The journey starts in a power plant, a facility dedicated to generating electricity. Power plants come in different designs and sizes. And there are lots of different resources that can be harnessed to make electricity. The earliest power plants utilized coal and water as sources of generation. Today, modern power plants use not only coal and water, but also nuclear fuel, natural gas, petroleum, methane, sunlight, wind, and other sources.

Whatever the source used to power the plant, nearly all forms of electrical production involve the application of a generator. A generator is a machine that converts the mechanical energy caused by its rotation into electrical energy that can be used to power things. The generator is rotated through the use of steam, water, wind, or combustion heat either directly or indirectly from the resources previously mentioned.

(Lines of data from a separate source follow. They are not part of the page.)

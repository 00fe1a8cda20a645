pub mod complete;
pub mod style_transfer;
pub mod summarize;

pub use complete::{CompletionInput, CompletionMode, CompletionResponse, TextCompletion};
pub use style_transfer::{
    ImageFile, StyleMode, StyleTransfer, StyleTransferInput, StyleTransferResponse,
};
pub use summarize::{SummarizeInput, SummarizeResponse, Summarizer};

/// Message shown when a backend could not be reached or gave no detail.
pub fn connection_fallback(service_label: &str, port: u16) -> String {
    format!(
        "Error connecting to {} service. Make sure the backend is running on port {}.",
        service_label, port
    )
}
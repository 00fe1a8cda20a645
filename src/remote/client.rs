use super::types::*;
use crate::config::GatewayConfig;
use async_trait::async_trait;
use reqwest::header::CONTENT_TYPE;
use tracing::{debug, warn};

/// One outbound request/response exchange with an inference backend.
#[async_trait]
pub trait RemoteCall: Send + Sync {
    async fn execute(
        &self,
        request: RemoteRequest,
    ) -> std::result::Result<RemoteResponse, RemoteFailure>;
}

/// `RemoteCall` over HTTP. No retries and no timeout beyond reqwest's defaults.
pub struct HttpRemote {
    client: reqwest::Client,
    base_url: String,
}

impl HttpRemote {
    pub fn new(config: &GatewayConfig) -> Self {
        Self::with_client(reqwest::Client::new(), config.base_url.clone())
    }

    pub fn with_client(client: reqwest::Client, base_url: impl Into<String>) -> Self {
        Self {
            client,
            base_url: base_url.into(),
        }
    }

    pub fn base_url(&self) -> &str {
        &self.base_url
    }

    fn build_url(&self, path: &str) -> String {
        format!(
            "{}/{}",
            self.base_url.trim_end_matches('/'),
            path.trim_start_matches('/')
        )
    }

    fn build_form(
        parts: Vec<MultipartPart>,
    ) -> std::result::Result<reqwest::multipart::Form, RemoteFailure> {
        let mut form = reqwest::multipart::Form::new();

        for part in parts {
            let file = reqwest::multipart::Part::bytes(part.data)
                .file_name(part.filename)
                .mime_str(&part.content_type)
                .map_err(|e| {
                    warn!("Invalid content type '{}': {}", part.content_type, e);
                    RemoteFailure::transport()
                })?;
            form = form.part(part.name, file);
        }

        Ok(form)
    }
}

#[async_trait]
impl RemoteCall for HttpRemote {
    async fn execute(
        &self,
        request: RemoteRequest,
    ) -> std::result::Result<RemoteResponse, RemoteFailure> {
        let url = self.build_url(&request.path);
        debug!("Sending {} request to {}", request.method, url);

        let mut req_builder = self.client.request(request.method, &url);

        if !request.query.is_empty() {
            req_builder = req_builder.query(&request.query);
        }

        req_builder = match request.body {
            RequestBody::Json(value) => req_builder.json(&value),
            RequestBody::Multipart(parts) => req_builder.multipart(Self::build_form(parts)?),
        };

        let response = req_builder.send().await.map_err(|e| {
            warn!("Request to {} failed: {}", url, e);
            RemoteFailure::transport()
        })?;

        let status = response.status();
        let content_type = response
            .headers()
            .get(CONTENT_TYPE)
            .and_then(|v| v.to_str().ok())
            .map(str::to_string);

        let body = response.bytes().await.map_err(|e| {
            warn!("Failed to read response body from {}: {}", url, e);
            RemoteFailure::transport()
        })?;

        if !status.is_success() {
            let failure = RemoteFailure::from_response(status.as_u16(), &body);
            warn!(
                "Request to {} returned {} (detail: {:?})",
                url, status, failure.detail
            );
            return Err(failure);
        }

        debug!("Received {} bytes from {} ({})", body.len(), url, status);

        match request.accept {
            ResponseKind::Json => serde_json::from_slice(&body)
                .map(RemoteResponse::Json)
                .map_err(|e| {
                    warn!("Failed to parse JSON response from {}: {}", url, e);
                    RemoteFailure::undecodable()
                }),
            ResponseKind::Binary => Ok(RemoteResponse::Binary {
                content_type,
                data: body.to_vec(),
            }),
        }
    }
}
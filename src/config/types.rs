use serde::{Deserialize, Serialize};

#[derive(Debug, Clone, Default, Serialize, Deserialize)]
pub struct Config {
    #[serde(default)]
    pub gateway: GatewayConfig,
    #[serde(default)]
    pub services: ServicesConfig,
    #[serde(default)]
    pub logs: LogsConfig,
}

/// Where the `/api/...` routes are served from.
#[derive(Debug, Clone, Serialize, Deserialize)]
pub struct GatewayConfig {
    #[serde(default = "default_base_url")]
    pub base_url: String,
}

#[derive(Debug, Clone, Serialize, Deserialize)]
pub struct ServicesConfig {
    #[serde(default = "default_summarize_backend")]
    pub summarize: BackendConfig,
    #[serde(default = "default_style_backend")]
    pub style: BackendConfig,
    #[serde(default = "default_complete_backend")]
    pub complete: BackendConfig,
}

/// The backend each form expects behind the gateway. Only the port is
/// used, to tell the user what should be running.
#[derive(Debug, Clone, Serialize, Deserialize)]
pub struct BackendConfig {
    pub port: u16,
}

#[derive(Debug, Clone, Serialize, Deserialize)]
pub struct LogsConfig {
    #[serde(default = "default_log_level")]
    pub level: String,
}

impl Default for GatewayConfig {
    fn default() -> Self {
        Self {
            base_url: default_base_url(),
        }
    }
}

impl Default for ServicesConfig {
    fn default() -> Self {
        Self {
            summarize: default_summarize_backend(),
            style: default_style_backend(),
            complete: default_complete_backend(),
        }
    }
}

impl Default for LogsConfig {
    fn default() -> Self {
        Self {
            level: default_log_level(),
        }
    }
}

fn default_base_url() -> String {
    "http://localhost:3000".to_string()
}

fn default_summarize_backend() -> BackendConfig {
    BackendConfig { port: 8000 }
}

fn default_style_backend() -> BackendConfig {
    BackendConfig { port: 8001 }
}

fn default_complete_backend() -> BackendConfig {
    BackendConfig { port: 8002 }
}

fn default_log_level() -> String {
    "info".to_string()
}
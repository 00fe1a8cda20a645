pub mod blob;
pub mod config;
pub mod error;
pub mod form;
pub mod hub;
pub mod remote;
pub mod services;

pub use error::{Error, Result};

Electricity has been utilized in our world for more than a century. But the concept of an electric utility generating power from a centralized plant did not come about overnight. Initially, electricity was generated either on-site or on a very localized scale.

Electricity gets switched on

Thomas Edison is given credit for developing and marketing the first commercially viable electrical generation technology in 1878. A few years later, he would open the world’s first steam-powered plant in London, lighting homes located near the plant with electricity for the first time. That same year, Edison opened the Pearl Street Power Station in New York City, offering affluent New Yorkers the opportunity to showcase this novelty. It was the beginning of a power surge of sorts, that would soon see more than 100 of Edison’s generating plants nationwide in less than a decade.

In each installation, Edison utilized an electric model based on direct current (DC) voltage. Direct current literally means electrons that flow in one direction. DC power is still used widely today. It is most commonly found in applications involving batteries, which can only produce direct current, and those uses requiring lower voltages.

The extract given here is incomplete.